Indeed, the rationale of the distinction between general and priority households is far from clear. Neither the National Advisory Council, nor the Rangarajan Committee, nor any other expert group recommended that the proportion of excluded households should be as high as 25% in rural areas (and 50% in urban areas), as the bill prescribes. Insisting, after this exclusion exercise, on a further distinction between priority and general households is unnecessary, counterproductive, and impractical. There is, of course, a case for giving special treatment to the poorest households (e.g. by giving them pulses and edible oil, in addition to foodgrains, under the PDS). But this purpose would be better served by retaining and consolidating the Antyodaya programme, which is working reasonably well and already covers about 25 million rural households. This simplified framework would be relatively practical, transparent, equitable and politically appealing. Most people would be clear about their entitlements, making it much more likely that the Act will succeed. This approach would also resolve much of the alarming confusion that surrounds the Socio-Economic and Caste Census, the National Food Security Act, poverty lines, and related matters [1] .

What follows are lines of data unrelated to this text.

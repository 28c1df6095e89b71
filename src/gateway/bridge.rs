//! REST client for the terminal bridge.
//!
//! Each account endpoint points at a small HTTP bridge colocated with the
//! venue terminal. The bridge holds at most one logged-in session at a
//! time, which is why the copier connects, works, and disconnects around
//! every batch of operations instead of keeping sessions open.

use std::time::Duration;

use async_trait::async_trait;
use chrono::{TimeZone, Utc};
use reqwest::Client;
use rust_decimal::Decimal;
use serde::{Deserialize, Serialize};
use tracing::{debug, warn};

use crate::models::{AccountProfile, Position, Side};

use super::{FillMode, Gateway, GatewayError, GatewaySession, OpenRequest};

const DEFAULT_TIMEOUT: Duration = Duration::from_secs(30);

/// Headroom added to the HTTP deadline so a transport timeout cannot fire
/// before the venue-side login budget it wraps.
const LOGIN_HTTP_HEADROOM: Duration = Duration::from_secs(5);

#[derive(Debug, Serialize)]
#[serde(rename_all = "camelCase")]
struct SessionRequest {
    login: u64,
    password: String,
    server: String,
    timeout_ms: u64,
}

#[derive(Debug, Deserialize)]
#[serde(rename_all = "camelCase")]
struct SessionInfo {
    login: u64,
    #[serde(default)]
    name: String,
    #[serde(default)]
    balance: Decimal,
}

#[derive(Debug, Deserialize)]
#[serde(rename_all = "camelCase")]
struct PositionInfo {
    ticket: u64,
    symbol: String,
    side: Side,
    volume: Decimal,
    open_price: Decimal,
    #[serde(default)]
    stop_loss: Decimal,
    #[serde(default)]
    take_profit: Decimal,
    #[serde(default)]
    comment: String,
    /// Unix seconds
    open_time: i64,
}

#[derive(Debug, Serialize)]
#[serde(rename_all = "camelCase")]
struct OrderRequest {
    action: &'static str,
    symbol: String,
    side: Side,
    volume: Decimal,
    stop_loss: Decimal,
    take_profit: Decimal,
    #[serde(skip_serializing_if = "Option::is_none")]
    comment: Option<String>,
    fill_mode: FillMode,
    #[serde(skip_serializing_if = "Option::is_none")]
    ticket: Option<u64>,
}

#[derive(Debug, Deserialize)]
#[serde(rename_all = "camelCase")]
struct OrderResponse {
    retcode: String,
    #[serde(default)]
    ticket: Option<u64>,
    #[serde(default)]
    message: Option<String>,
}

#[derive(Debug, Serialize)]
#[serde(rename_all = "camelCase")]
struct ModifyRequest {
    stop_loss: Decimal,
    take_profit: Decimal,
}

/// Map an order retcode onto the typed failure kinds.
fn order_error(retcode: &str, message: Option<String>, fill: FillMode) -> GatewayError {
    match retcode {
        "requote" => GatewayError::Requote,
        "invalid_fill" => GatewayError::UnsupportedFill(fill),
        other => GatewayError::Rejected(message.unwrap_or_else(|| other.to_string())),
    }
}

/// Convert a wire snapshot into positions.
///
/// One bad entry fails the whole snapshot: callers diff against the result,
/// and a partial book would read as closes for every position it is missing.
fn positions_from_wire(items: Vec<PositionInfo>) -> Result<Vec<Position>, GatewayError> {
    items
        .into_iter()
        .map(|p| {
            let open_time = Utc.timestamp_opt(p.open_time, 0).single().ok_or_else(|| {
                GatewayError::Transport(format!(
                    "position {} has unrepresentable open time {}",
                    p.ticket, p.open_time
                ))
            })?;

            Ok(Position {
                ticket: p.ticket,
                symbol: p.symbol,
                side: p.side,
                volume: p.volume,
                open_price: p.open_price,
                stop_loss: p.stop_loss,
                take_profit: p.take_profit,
                comment: p.comment,
                open_time,
            })
        })
        .collect()
}

/// Gateway that talks to terminal bridges over HTTP.
///
/// One instance serves every account; per-account state lives entirely in
/// the session it hands out.
pub struct BridgeGateway {
    client: Option<Client>,
}

impl BridgeGateway {
    pub fn new() -> Self {
        let client = match Client::builder().timeout(DEFAULT_TIMEOUT).build() {
            Ok(client) => Some(client),
            Err(e) => {
                warn!(error = %e, "Failed to create HTTP client, bridge gateway unavailable");
                None
            }
        };

        Self { client }
    }
}

impl Default for BridgeGateway {
    fn default() -> Self {
        Self::new()
    }
}

#[async_trait]
impl Gateway for BridgeGateway {
    fn available(&self) -> bool {
        self.client.is_some()
    }

    async fn connect(
        &self,
        profile: &AccountProfile,
        timeout: Duration,
    ) -> Result<Box<dyn GatewaySession>, GatewayError> {
        let client = self
            .client
            .as_ref()
            .ok_or_else(|| GatewayError::Transport("HTTP client unavailable".to_string()))?;

        let base_url = profile.endpoint.trim_end_matches('/').to_string();
        let url = format!("{}/session", base_url);

        debug!(url = %url, login = profile.login, "Opening bridge session");

        let request = SessionRequest {
            login: profile.login,
            password: profile.password.clone(),
            server: profile.server.clone(),
            timeout_ms: timeout.as_millis() as u64,
        };

        let response = client
            .post(&url)
            .timeout(timeout + LOGIN_HTTP_HEADROOM)
            .json(&request)
            .send()
            .await
            .map_err(|e| GatewayError::Transport(e.to_string()))?;

        if !response.status().is_success() {
            let status = response.status();
            let body = response.text().await.unwrap_or_default();
            return Err(GatewayError::Session(format!("{} - {}", status, body)));
        }

        let info: SessionInfo = response
            .json()
            .await
            .map_err(|e| GatewayError::Transport(format!("bad session response: {}", e)))?;

        debug!(
            login = info.login,
            account = %info.name,
            balance = %info.balance,
            "Bridge session open"
        );

        Ok(Box::new(BridgeSession {
            client: client.clone(),
            base_url,
            login: profile.login,
        }))
    }
}

/// One logged-in bridge session.
struct BridgeSession {
    client: Client,
    base_url: String,
    login: u64,
}

impl BridgeSession {
    fn url(&self, path: &str) -> String {
        format!("{}{}", self.base_url, path)
    }

    async fn place_order(&self, request: &OrderRequest) -> Result<OrderResponse, GatewayError> {
        let url = self.url("/orders");

        let response = self
            .client
            .post(&url)
            .json(request)
            .send()
            .await
            .map_err(|e| GatewayError::Transport(e.to_string()))?;

        if !response.status().is_success() {
            let status = response.status();
            let body = response.text().await.unwrap_or_default();
            return Err(GatewayError::Rejected(format!("{} - {}", status, body)));
        }

        response
            .json()
            .await
            .map_err(|e| GatewayError::Transport(format!("bad order response: {}", e)))
    }
}

#[async_trait]
impl GatewaySession for BridgeSession {
    async fn open_positions(&mut self) -> Result<Vec<Position>, GatewayError> {
        let url = self.url("/positions");

        let response = self
            .client
            .get(&url)
            .send()
            .await
            .map_err(|e| GatewayError::Transport(e.to_string()))?;

        if !response.status().is_success() {
            let status = response.status();
            let body = response.text().await.unwrap_or_default();
            return Err(GatewayError::Session(format!("{} - {}", status, body)));
        }

        let items: Vec<PositionInfo> = response
            .json()
            .await
            .map_err(|e| GatewayError::Transport(format!("bad positions response: {}", e)))?;

        positions_from_wire(items)
    }

    async fn open(&mut self, req: &OpenRequest) -> Result<u64, GatewayError> {
        let request = OrderRequest {
            action: "open",
            symbol: req.symbol.clone(),
            side: req.side,
            volume: req.volume,
            stop_loss: req.stop_loss,
            take_profit: req.take_profit,
            comment: Some(req.comment.clone()),
            fill_mode: req.fill,
            ticket: None,
        };

        let response = self.place_order(&request).await?;
        match response.retcode.as_str() {
            "done" => response.ticket.ok_or_else(|| {
                GatewayError::Transport("order done but no ticket returned".to_string())
            }),
            other => Err(order_error(other, response.message, req.fill)),
        }
    }

    async fn close(&mut self, target: &Position, fill: FillMode) -> Result<(), GatewayError> {
        let request = OrderRequest {
            action: "close",
            symbol: target.symbol.clone(),
            side: target.side.opposite(),
            volume: target.volume,
            stop_loss: Decimal::ZERO,
            take_profit: Decimal::ZERO,
            comment: None,
            fill_mode: fill,
            ticket: Some(target.ticket),
        };

        let response = self.place_order(&request).await?;
        match response.retcode.as_str() {
            "done" => Ok(()),
            other => Err(order_error(other, response.message, fill)),
        }
    }

    async fn modify(
        &mut self,
        ticket: u64,
        stop_loss: Decimal,
        take_profit: Decimal,
    ) -> Result<(), GatewayError> {
        let url = self.url(&format!("/positions/{}", ticket));

        let response = self
            .client
            .patch(&url)
            .json(&ModifyRequest {
                stop_loss,
                take_profit,
            })
            .send()
            .await
            .map_err(|e| GatewayError::Transport(e.to_string()))?;

        if !response.status().is_success() {
            let status = response.status();
            let body = response.text().await.unwrap_or_default();
            return Err(GatewayError::Rejected(format!("{} - {}", status, body)));
        }

        Ok(())
    }

    async fn disconnect(&mut self) {
        let url = self.url("/session");

        if let Err(e) = self.client.delete(&url).send().await {
            debug!(login = self.login, error = %e, "Bridge logout failed");
        }
    }
}

#[cfg(test)]
mod tests {
    use super::*;
    use rust_decimal_macros::dec;

    #[test]
    fn test_retcode_mapping() {
        assert!(order_error("requote", None, FillMode::Ioc).is_requote());
        assert_eq!(
            order_error("invalid_fill", None, FillMode::Fok).unsupported_fill(),
            Some(FillMode::Fok)
        );

        let rejected = order_error("rejected", Some("not enough money".to_string()), FillMode::Ioc);
        assert_eq!(rejected.to_string(), "rejected: not enough money");

        // Unknown retcodes fall through as rejections carrying the raw code
        let unknown = order_error("market_closed", None, FillMode::Ioc);
        assert_eq!(unknown.to_string(), "rejected: market_closed");
    }

    #[test]
    fn test_order_request_wire_shape() {
        let request = OrderRequest {
            action: "open",
            symbol: "EURUSD".to_string(),
            side: Side::Buy,
            volume: dec!(0.50),
            stop_loss: dec!(1.0900),
            take_profit: dec!(0),
            comment: Some("MC-42".to_string()),
            fill_mode: FillMode::Ioc,
            ticket: None,
        };

        let json = serde_json::to_value(&request).unwrap();
        assert_eq!(json["action"], "open");
        assert_eq!(json["side"], "BUY");
        assert_eq!(json["fillMode"], "IOC");
        assert_eq!(json["stopLoss"], "1.0900");
        assert!(json.get("ticket").is_none());
    }

    #[test]
    fn test_bad_open_time_fails_the_whole_snapshot() {
        // One parseable entry, one with a timestamp far outside chrono's
        // range. The good entry must not survive as a partial book: the
        // tracker would read the missing ticket as a close.
        let items: Vec<PositionInfo> = serde_json::from_str(
            r#"[
                {
                    "ticket": 1,
                    "symbol": "EURUSD",
                    "side": "BUY",
                    "volume": "1.0",
                    "openPrice": "1.1000",
                    "openTime": 1700000000
                },
                {
                    "ticket": 2,
                    "symbol": "GBPUSD",
                    "side": "SELL",
                    "volume": "0.5",
                    "openPrice": "1.2500",
                    "openTime": 9223372036854775807
                }
            ]"#,
        )
        .unwrap();

        let err = positions_from_wire(items).unwrap_err();
        assert!(matches!(err, GatewayError::Transport(_)));
        assert!(err.to_string().contains("position 2"));
    }

    #[test]
    fn test_clean_snapshot_converts_every_entry() {
        let items: Vec<PositionInfo> = serde_json::from_str(
            r#"[
                {
                    "ticket": 1,
                    "symbol": "EURUSD",
                    "side": "BUY",
                    "volume": "1.0",
                    "openPrice": "1.1000",
                    "openTime": 1700000000
                },
                {
                    "ticket": 2,
                    "symbol": "GBPUSD",
                    "side": "SELL",
                    "volume": "0.5",
                    "openPrice": "1.2500",
                    "openTime": 1700000100
                }
            ]"#,
        )
        .unwrap();

        let positions = positions_from_wire(items).unwrap();
        assert_eq!(positions.len(), 2);
        assert_eq!(positions[0].ticket, 1);
        assert_eq!(positions[1].open_time.timestamp(), 1_700_000_100);
    }

    #[test]
    fn test_position_info_wire_shape() {
        let info: PositionInfo = serde_json::from_str(
            r#"{
                "ticket": 9001,
                "symbol": "EURUSD",
                "side": "SELL",
                "volume": "0.25",
                "openPrice": "1.1000",
                "stopLoss": "1.1100",
                "openTime": 1700000000
            }"#,
        )
        .unwrap();

        assert_eq!(info.ticket, 9001);
        assert_eq!(info.side, Side::Sell);
        assert_eq!(info.take_profit, Decimal::ZERO);
        assert_eq!(info.comment, "");
    }
}
//! Result of applying one signal to one replica account.

use std::fmt;

use crate::models::{AccountProfile, SignalKind};

/// Terminal state of one (signal, replica) application.
#[derive(Debug, Clone, Copy, PartialEq, Eq)]
pub enum CopyStatus {
    /// The replica now reflects the master's change
    Success,
    /// All attempts failed; the replica was left as it was
    Failed,
    /// Nothing to do on this replica (zero volume, no mirrored position,
    /// or already mirrored)
    Skipped,
}

impl CopyStatus {
    pub fn as_str(&self) -> &'static str {
        match self {
            CopyStatus::Success => "SUCCESS",
            CopyStatus::Failed => "FAILED",
            CopyStatus::Skipped => "SKIPPED",
        }
    }
}

impl fmt::Display for CopyStatus {
    fn fmt(&self, f: &mut fmt::Formatter<'_>) -> fmt::Result {
        f.write_str(self.as_str())
    }
}

/// What happened when one signal was applied to one replica.
///
/// Outcomes exist for logging and counter folding only; they are never
/// persisted or fed back into the decision logic.
#[derive(Debug, Clone)]
pub struct CopyOutcome {
    /// Replica label from the config
    pub replica: String,

    /// Replica login, disambiguates identically named accounts in logs
    pub login: u64,

    /// Which operation was applied
    pub kind: SignalKind,

    /// Master ticket the signal originated from
    pub origin_ticket: u64,

    pub symbol: String,

    /// Replica ticket the operation created or touched
    pub replica_ticket: Option<u64>,

    pub status: CopyStatus,

    /// Error text on failure, skip reason on skip
    pub detail: Option<String>,
}

impl CopyOutcome {
    pub fn success(
        profile: &AccountProfile,
        kind: SignalKind,
        origin_ticket: u64,
        symbol: &str,
        replica_ticket: Option<u64>,
    ) -> Self {
        Self {
            replica: profile.name.clone(),
            login: profile.login,
            kind,
            origin_ticket,
            symbol: symbol.to_string(),
            replica_ticket,
            status: CopyStatus::Success,
            detail: None,
        }
    }

    pub fn failed(
        profile: &AccountProfile,
        kind: SignalKind,
        origin_ticket: u64,
        symbol: &str,
        error: impl Into<String>,
    ) -> Self {
        Self {
            replica: profile.name.clone(),
            login: profile.login,
            kind,
            origin_ticket,
            symbol: symbol.to_string(),
            replica_ticket: None,
            status: CopyStatus::Failed,
            detail: Some(error.into()),
        }
    }

    pub fn skipped(
        profile: &AccountProfile,
        kind: SignalKind,
        origin_ticket: u64,
        symbol: &str,
        reason: impl Into<String>,
    ) -> Self {
        Self {
            replica: profile.name.clone(),
            login: profile.login,
            kind,
            origin_ticket,
            symbol: symbol.to_string(),
            replica_ticket: None,
            status: CopyStatus::Skipped,
            detail: Some(reason.into()),
        }
    }

    pub fn is_success(&self) -> bool {
        self.status == CopyStatus::Success
    }
}

#[cfg(test)]
mod tests {
    use super::*;
    use crate::models::SizingMode;
    use rust_decimal_macros::dec;

    #[test]
    fn test_outcome_constructors() {
        let profile = AccountProfile {
            name: "replica-1".to_string(),
            login: 2001,
            password: String::new(),
            password_env: None,
            server: "Broker-Demo".to_string(),
            endpoint: "http://127.0.0.1:9101".to_string(),
            enabled: true,
            sizing: SizingMode::Multiplier,
            sizing_value: dec!(1.0),
        };

        let ok = CopyOutcome::success(&profile, SignalKind::Open, 42, "EURUSD", Some(9001));
        assert!(ok.is_success());
        assert_eq!(ok.replica_ticket, Some(9001));
        assert_eq!(ok.login, 2001);

        let skip = CopyOutcome::skipped(&profile, SignalKind::Close, 42, "EURUSD", "not mirrored");
        assert_eq!(skip.status, CopyStatus::Skipped);
        assert_eq!(skip.detail.as_deref(), Some("not mirrored"));
        assert!(!skip.is_success());
    }
}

Identification of Target Groups

The Act does not specify criteria for the identification of households (Priority or Antyodaya) eligible for PDS entitlements. The Central Government is to determine the state-wise coverage of the PDS, in terms of proportion of the rural/urban population. Then numbers of eligible persons will be calculated from Census population figures. The identification of eligible households is left to state governments, subject to the scheme’s guidelines for Antyodaya, and subject to guidelines to be “specified” by the state government for Priority households. The lists of eligible households are to be placed in the public domain and “displayed prominently” by state governments.
To improve the functioning and to improve the standard of living of targeting group and for motivational approach and to improve the efficiency following steps are taken by Food Security Act:

Coverage and Entitlement under Targeted Public Distribution System (TPDS)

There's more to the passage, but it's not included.